Re: TDB2 testing Re: TDB2 merged

Posted by Andy Seaborne <an...@apache.org>.

On 16/11/17 20:27, Osma Suominen wrote:
> Hi Andy!
> 
> Thanks for your excellent answers.
> 
> Andy Seaborne kirjoitti 16.11.2017 klo 22:02:
> 
>>> But I'm worried about the state of the hdt-java project, it is not 
>>> being actively maintained and it's still based on Fuseki1.
>>
>> You don't need to use their Fuseki integration.
> 
> I need a SPARQL endpoint...AFAICT the hdt-java Fuseki integration is the 
> only available way to set up a SPARQL endpoint on top of HDT files. 
> Well, there's the LDF stack, which can do SPARQL-over-LDF-over-HDT, but 
> it doesn't make sense to use that within a single machine, it would just 
> create huge overhead. Over the network LDF makes sense in some 
> scenarios, if you want to provide data that others can compute on 
> without causing huge load on the server.

I see HDTGraphAssembler.

If you write a Fuseki service configuration, it should work. Well, 
versions ...

(untested by me).

     Andy

Re: TDB2 testing Re: TDB2 merged

Posted by Osma Suominen <os...@helsinki.fi>.
Hi Andy!

Thanks for your excellent answers.

Andy Seaborne kirjoitti 16.11.2017 klo 22:02:

>> But I'm worried about the state of the hdt-java project, 
>> it is not being actively maintained and it's still based on Fuseki1.
> 
> You don't need to use their Fuseki integration.
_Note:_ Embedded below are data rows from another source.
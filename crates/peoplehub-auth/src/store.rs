//! Credential storage.
//!
//! The session token lives in two places: an `auth-token` cookie that the
//! network edge can read, and an in-memory mirror used for outgoing API
//! requests. [`CredentialStore`] owns both and is the only writer, so the two
//! copies cannot drift apart.

use std::collections::HashMap;

use cookie::time::{Duration, OffsetDateTime};
use cookie::{Cookie, SameSite};
use parking_lot::Mutex;

use crate::token;

/// Name of the session cookie.
pub const AUTH_COOKIE: &str = "auth-token";

/// Lifetime of the session cookie, independent of the token's own `exp`.
pub const AUTH_COOKIE_MAX_AGE_SECS: i64 = 86_400;

/// Build the session cookie for `token`.
///
/// `auth-token=<token>; SameSite=Strict; Path=/; Max-Age=86400`
#[must_use]
pub fn auth_cookie(token: &str) -> Cookie<'static> {
    Cookie::build((AUTH_COOKIE, token.to_owned()))
        .path("/")
        .max_age(Duration::seconds(AUTH_COOKIE_MAX_AGE_SECS))
        .same_site(SameSite::Strict)
        .build()
}

/// Build a cookie that removes the session cookie immediately.
#[must_use]
pub fn expired_auth_cookie() -> Cookie<'static> {
    Cookie::build((AUTH_COOKIE, ""))
        .path("/")
        .expires(OffsetDateTime::UNIX_EPOCH)
        .same_site(SameSite::Strict)
        .build()
}

/// Returns `true` if writing `cookie` at `now` deletes it rather than storing it.
fn removes_cookie(cookie: &Cookie<'_>, now: i64) -> bool {
    if let Some(max_age) = cookie.max_age() {
        return max_age.whole_seconds() <= 0;
    }
    cookie
        .expires_datetime()
        .is_some_and(|at| at.unix_timestamp() <= now)
}

/// Absolute expiry (Unix seconds) of a cookie written at `now`, if any.
fn expires_at(cookie: &Cookie<'_>, now: i64) -> Option<i64> {
    match cookie.max_age() {
        Some(max_age) => Some(now.saturating_add(max_age.whole_seconds())),
        None => cookie.expires_datetime().map(OffsetDateTime::unix_timestamp),
    }
}

/// Client-side cookie storage.
pub trait CookieStorage: Send + Sync {
    /// Read the current value of a cookie, if present and unexpired.
    fn get(&self, name: &str) -> Option<String>;

    /// Write a cookie. A cookie whose expiry has passed removes the entry.
    fn set(&self, cookie: Cookie<'static>);
}

#[derive(Debug, Clone)]
struct StoredCookie {
    value: String,
    expires_at: Option<i64>,
}

/// An in-process cookie jar that honours `Max-Age` and `Expires`.
///
/// This plays the role of the browser's jar for a client running outside a
/// browser, and in tests.
#[derive(Debug, Default)]
pub struct MemoryCookies {
    cookies: Mutex<HashMap<String, StoredCookie>>,
}

impl MemoryCookies {
    /// Create an empty jar.
    #[must_use]
    pub fn new() -> Self {
        Self::default()
    }

    /// Read a cookie as of `now` (Unix seconds).
    #[must_use]
    pub fn get_at(&self, name: &str, now: i64) -> Option<String> {
        let mut cookies = self.cookies.lock();
        let live = cookies
            .get(name)
            .is_some_and(|c| c.expires_at.map_or(true, |at| at > now));
        if live {
            cookies.get(name).map(|c| c.value.clone())
        } else {
            cookies.remove(name);
            None
        }
    }

    /// Write a cookie as of `now` (Unix seconds).
    pub fn set_at(&self, cookie: &Cookie<'_>, now: i64) {
        let mut cookies = self.cookies.lock();
        if removes_cookie(cookie, now) {
            cookies.remove(cookie.name());
            return;
        }
        cookies.insert(
            cookie.name().to_owned(),
            StoredCookie {
                value: cookie.value().to_owned(),
                expires_at: expires_at(cookie, now),
            },
        );
    }
}

impl CookieStorage for MemoryCookies {
    fn get(&self, name: &str) -> Option<String> {
        self.get_at(name, token::now())
    }

    fn set(&self, cookie: Cookie<'static>) {
        self.set_at(&cookie, token::now());
    }
}

/// Cookies of a single incoming HTTP request.
///
/// Reads see the request's `Cookie` header as modified by writes made while
/// handling it; every write is also queued as an outgoing `Set-Cookie`.
#[derive(Debug, Default)]
pub struct RequestCookies {
    inner: Mutex<RequestCookiesInner>,
}

#[derive(Debug, Default)]
struct RequestCookiesInner {
    values: HashMap<String, String>,
    outgoing: Vec<Cookie<'static>>,
}

impl RequestCookies {
    /// Seed from the request's cookie name/value pairs.
    pub fn new<I, K, V>(pairs: I) -> Self
    where
        I: IntoIterator<Item = (K, V)>,
        K: Into<String>,
        V: Into<String>,
    {
        let values = pairs
            .into_iter()
            .map(|(k, v)| (k.into(), v.into()))
            .collect();
        Self {
            inner: Mutex::new(RequestCookiesInner {
                values,
                outgoing: Vec::new(),
            }),
        }
    }

    /// Parse a raw `Cookie` request header. Unparseable pairs are skipped.
    #[must_use]
    pub fn from_header(header: &str) -> Self {
        Self::new(
            Cookie::split_parse(header)
                .filter_map(std::result::Result::ok)
                .map(|c| (c.name().to_owned(), c.value().to_owned())),
        )
    }

    /// Cookies written so far, in write order.
    #[must_use]
    pub fn outgoing(&self) -> Vec<Cookie<'static>> {
        self.inner.lock().outgoing.clone()
    }

    /// Drain the cookies written so far.
    #[must_use]
    pub fn take_outgoing(&self) -> Vec<Cookie<'static>> {
        std::mem::take(&mut self.inner.lock().outgoing)
    }
}

impl CookieStorage for RequestCookies {
    fn get(&self, name: &str) -> Option<String> {
        self.inner.lock().values.get(name).cloned()
    }

    fn set(&self, cookie: Cookie<'static>) {
        let mut inner = self.inner.lock();
        if removes_cookie(&cookie, token::now()) {
            inner.values.remove(cookie.name());
        } else {
            inner
                .values
                .insert(cookie.name().to_owned(), cookie.value().to_owned());
        }
        inner.outgoing.push(cookie);
    }
}

/// Read access to the current session token.
pub trait TokenSource: Send + Sync {
    /// The current token, if a session is present.
    fn token(&self) -> Option<String>;
}

/// Owner of the session token: cookie plus in-memory mirror.
///
/// `set_token` and `clear_token` are the only write paths; each updates the
/// cookie and the mirror under a single lock.
#[derive(Debug)]
pub struct CredentialStore<C: CookieStorage> {
    cookies: C,
    mirror: Mutex<Option<String>>,
}

impl<C: CookieStorage> CredentialStore<C> {
    /// Create a store over `cookies`, loading any token already present.
    pub fn new(cookies: C) -> Self {
        let mirror = Mutex::new(read_cookie(&cookies));
        Self { cookies, mirror }
    }

    /// Store `token` in the cookie and the mirror.
    pub fn set_token(&self, token: &str) {
        let mut mirror = self.mirror.lock();
        self.cookies.set(auth_cookie(token));
        *mirror = Some(token.to_owned());
        tracing::debug!("Session token stored");
    }

    /// Expire the cookie and drop the mirror.
    pub fn clear_token(&self) {
        let mut mirror = self.mirror.lock();
        self.cookies.set(expired_auth_cookie());
        *mirror = None;
        tracing::debug!("Session token cleared");
    }

    /// The current token, if any.
    #[must_use]
    pub fn get_token(&self) -> Option<String> {
        self.mirror.lock().clone()
    }

    /// Re-read the cookie into the mirror and return the token.
    ///
    /// The cookie is authoritative on reload: it may have been written or
    /// expired outside this process.
    pub fn reload(&self) -> Option<String> {
        let mut mirror = self.mirror.lock();
        *mirror = read_cookie(&self.cookies);
        mirror.clone()
    }

    /// The underlying cookie storage.
    #[must_use]
    pub fn cookies(&self) -> &C {
        &self.cookies
    }
}

impl<C: CookieStorage> TokenSource for CredentialStore<C> {
    fn token(&self) -> Option<String> {
        self.get_token()
    }
}

fn read_cookie<C: CookieStorage>(cookies: &C) -> Option<String> {
    cookies.get(AUTH_COOKIE).filter(|v| !v.is_empty())
}

#[cfg(test)]
mod tests {
    use super::*;

    #[test]
    fn auth_cookie_attributes() {
        let cookie = auth_cookie("abc.def.ghi");
        assert_eq!(cookie.name(), "auth-token");
        assert_eq!(cookie.value(), "abc.def.ghi");
        assert_eq!(cookie.path(), Some("/"));
        assert_eq!(cookie.same_site(), Some(SameSite::Strict));
        assert_eq!(cookie.max_age(), Some(Duration::seconds(86_400)));

        let header = cookie.to_string();
        assert!(header.starts_with("auth-token=abc.def.ghi"));
        assert!(header.contains("Max-Age=86400"));
        assert!(header.contains("SameSite=Strict"));
        assert!(header.contains("Path=/"));
    }

    #[test]
    fn expired_cookie_is_in_the_past() {
        let cookie = expired_auth_cookie();
        assert_eq!(cookie.value(), "");
        assert!(removes_cookie(&cookie, token::now()));
        assert!(cookie.to_string().contains("1970"));
    }

    #[test]
    fn set_then_clear_keeps_mirror_and_cookie_in_step() {
        let store = CredentialStore::new(MemoryCookies::new());
        assert_eq!(store.get_token(), None);

        store.set_token("t1");
        assert_eq!(store.get_token().as_deref(), Some("t1"));
        assert_eq!(store.cookies().get(AUTH_COOKIE).as_deref(), Some("t1"));

        store.clear_token();
        assert_eq!(store.get_token(), None);
        assert_eq!(store.cookies().get(AUTH_COOKIE), None);
    }

    #[test]
    fn new_loads_existing_cookie() {
        let jar = MemoryCookies::new();
        jar.set(auth_cookie("from-earlier"));

        let store = CredentialStore::new(jar);
        assert_eq!(store.get_token().as_deref(), Some("from-earlier"));
        assert_eq!(store.token().as_deref(), Some("from-earlier"));
    }

    #[test]
    fn reload_follows_the_cookie() {
        let store = CredentialStore::new(MemoryCookies::new());
        store.set_token("t1");

        store.cookies().set(expired_auth_cookie());
        assert_eq!(store.get_token().as_deref(), Some("t1"));
        assert_eq!(store.reload(), None);
        assert_eq!(store.get_token(), None);
    }

    #[test]
    fn memory_cookie_expires_after_max_age() {
        let jar = MemoryCookies::new();
        jar.set_at(&auth_cookie("t"), 1_000);

        assert_eq!(jar.get_at(AUTH_COOKIE, 1_000 + 86_399).as_deref(), Some("t"));
        assert_eq!(jar.get_at(AUTH_COOKIE, 1_000 + 86_400), None);
        // Expired entries are dropped.
        assert_eq!(jar.get_at(AUTH_COOKIE, 0), None);
    }

    #[test]
    fn request_cookies_record_writes() {
        let jar = RequestCookies::from_header("theme=dark; auth-token=abc");
        assert_eq!(jar.get("theme").as_deref(), Some("dark"));

        let store = CredentialStore::new(jar);
        assert_eq!(store.get_token().as_deref(), Some("abc"));

        store.clear_token();
        assert_eq!(store.cookies().get(AUTH_COOKIE), None);

        let outgoing = store.cookies().take_outgoing();
        assert_eq!(outgoing.len(), 1);
        assert_eq!(outgoing[0].name(), AUTH_COOKIE);
        assert!(removes_cookie(&outgoing[0], token::now()));
        assert!(store.cookies().outgoing().is_empty());
    }

    #[test]
    fn empty_cookie_value_is_no_token() {
        let store = CredentialStore::new(RequestCookies::new([(AUTH_COOKIE, "")]));
        assert_eq!(store.get_token(), None);
    }
}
I need a SPARQL endpoint...AFAICT the hdt-java Fuseki integration is the 
only available way to set up a SPARQL endpoint on top of HDT files. 
Well, there's the LDF stack, which can do SPARQL-over-LDF-over-HDT, but 
it doesn't make sense to use that within a single machine, it would just 
create huge overhead. Over the network LDF makes sense in some 
scenarios, if you want to provide data that others can compute on 
without causing huge load on the server.

> Those are low figures for 40M.  Lack of free RAM? (It's more acute with 
> TDB2 ATM as it does random I/O.) RDF syntax? A lot of long literals?
> 
> Today: TDB2:
> 
> INFO  Finished: 50,005,630 bsbm-50m.nt.gz 738.81s (Avg: 67,684)
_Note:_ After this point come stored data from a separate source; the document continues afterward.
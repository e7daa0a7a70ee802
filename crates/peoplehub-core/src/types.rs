//! Domain types exchanged with the backend API.
//!
//! Field names follow the backend's camelCase JSON.

use serde::{Deserialize, Serialize};

/// The authenticated user, as returned by the profile endpoint.
#[derive(Debug, Clone, PartialEq, Eq, Serialize, Deserialize)]
#[serde(rename_all = "camelCase")]
pub struct UserProfile {
    /// Backend user ID.
    pub id: String,
    /// Login email address.
    pub email: String,
    /// Role name (e.g. `admin`, `user`).
    pub role: String,
    /// Given name.
    pub first_name: String,
    /// Family name.
    pub last_name: String,
}

impl UserProfile {
    /// Full name for display, "First Last".
    #[must_use]
    pub fn display_name(&self) -> String {
        format!("{} {}", self.first_name, self.last_name)
            .trim()
            .to_string()
    }
}

/// A person record managed by the HR application.
#[derive(Debug, Clone, PartialEq, Eq, Serialize, Deserialize)]
#[serde(rename_all = "camelCase")]
pub struct Person {
    /// Backend person ID.
    pub id: String,
    /// Given name.
    pub first_name: String,
    /// Family name.
    pub last_name: String,
    /// Contact email.
    pub email: String,
    /// Job title.
    #[serde(default)]
    pub position: String,
    /// Department name.
    #[serde(default)]
    pub department: String,
}

/// Payload for creating or updating a person.
///
/// Missing fields deserialize as empty so that validation, not parsing,
/// reports them.
#[derive(Debug, Clone, Default, PartialEq, Eq, Serialize, Deserialize)]
#[serde(rename_all = "camelCase", default)]
pub struct PersonForm {
    /// Given name.
    pub first_name: String,
    /// Family name.
    pub last_name: String,
    /// Contact email.
    pub email: String,
    /// Job title.
    pub position: String,
    /// Department name.
    pub department: String,
}

impl From<&Person> for PersonForm {
    fn from(person: &Person) -> Self {
        Self {
            first_name: person.first_name.clone(),
            last_name: person.last_name.clone(),
            email: person.email.clone(),
            position: person.position.clone(),
            department: person.department.clone(),
        }
    }
}

/// A page of people from the list endpoint.
///
/// The backend paginates; a body without `items` is treated as empty.
#[derive(Debug, Clone, Default, Deserialize)]
pub struct PeoplePage {
    /// People on this page.
    #[serde(default)]
    pub items: Vec<Person>,
    /// Total number of matches, if reported.
    #[serde(default)]
    pub total: Option<u64>,
}

/// Project an error event belongs to. The backend sends either the name or
/// a `{ "name": .. }` object.
#[derive(Debug, Clone, PartialEq, Eq, Deserialize)]
#[serde(untagged)]
pub enum EventProject {
    /// Bare project name.
    Name(String),
    /// Project object.
    Object {
        /// Project name.
        name: String,
    },
}

impl EventProject {
    /// The project name, whichever form it came in.
    #[must_use]
    pub fn name(&self) -> &str {
        match self {
            Self::Name(name) | Self::Object { name } => name,
        }
    }
}

/// An error event captured by the backend's monitoring endpoint.
#[derive(Debug, Clone, PartialEq, Eq, Deserialize)]
#[serde(rename_all = "camelCase")]
pub struct ErrorEvent {
    /// Event ID.
    pub id: String,
    /// Short title.
    #[serde(default)]
    pub title: String,
    /// Error message.
    #[serde(default)]
    pub message: String,
    /// Deployment environment (e.g. `production`).
    #[serde(default)]
    pub environment: Option<String>,
    /// Page the error happened on.
    #[serde(default)]
    pub url: Option<String>,
    /// Number of occurrences.
    #[serde(default)]
    pub count: u64,
    /// First occurrence, as sent by the backend.
    #[serde(default)]
    pub first_seen: Option<String>,
    /// Latest occurrence, as sent by the backend.
    #[serde(default)]
    pub last_seen: Option<String>,
    /// Owning project.
    #[serde(default)]
    pub project: Option<EventProject>,
}

/// Per-service health reported by the backend.
#[derive(Debug, Clone, Default, PartialEq, Eq, Deserialize)]
pub struct ServiceHealth {
    /// Database state (`connected` when healthy).
    #[serde(default)]
    pub database: Option<String>,
    /// API state (`running` when healthy).
    #[serde(default)]
    pub api: Option<String>,
}

/// Backend health report.
#[derive(Debug, Clone, PartialEq, Eq, Deserialize)]
pub struct HealthStatus {
    /// Overall status (`healthy` when everything is up).
    pub status: String,
    /// When the report was produced.
    #[serde(default)]
    pub timestamp: Option<String>,
    /// Per-service breakdown.
    #[serde(default)]
    pub services: ServiceHealth,
}

impl HealthStatus {
    /// Returns `true` if the backend reports itself healthy.
    #[must_use]
    pub fn is_healthy(&self) -> bool {
        matches!(self.status.as_str(), "healthy" | "ok")
    }
}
My laptop is hardly top of the line, it's a cheap model from 2011. I 
gave the specs above. It has an SSD but it's limited by the SATA bus 
speed to around 300MB/s in ideal conditions. I'm sure a more modern 
machine can do much better, as your figures indicate. But I use this one 
for comparison benchmarks, because it's easy to guarantee that there's 
nothing else running on the system, unlike on a VM with shared resources 
which is generally faster but less predictable.breaking the server.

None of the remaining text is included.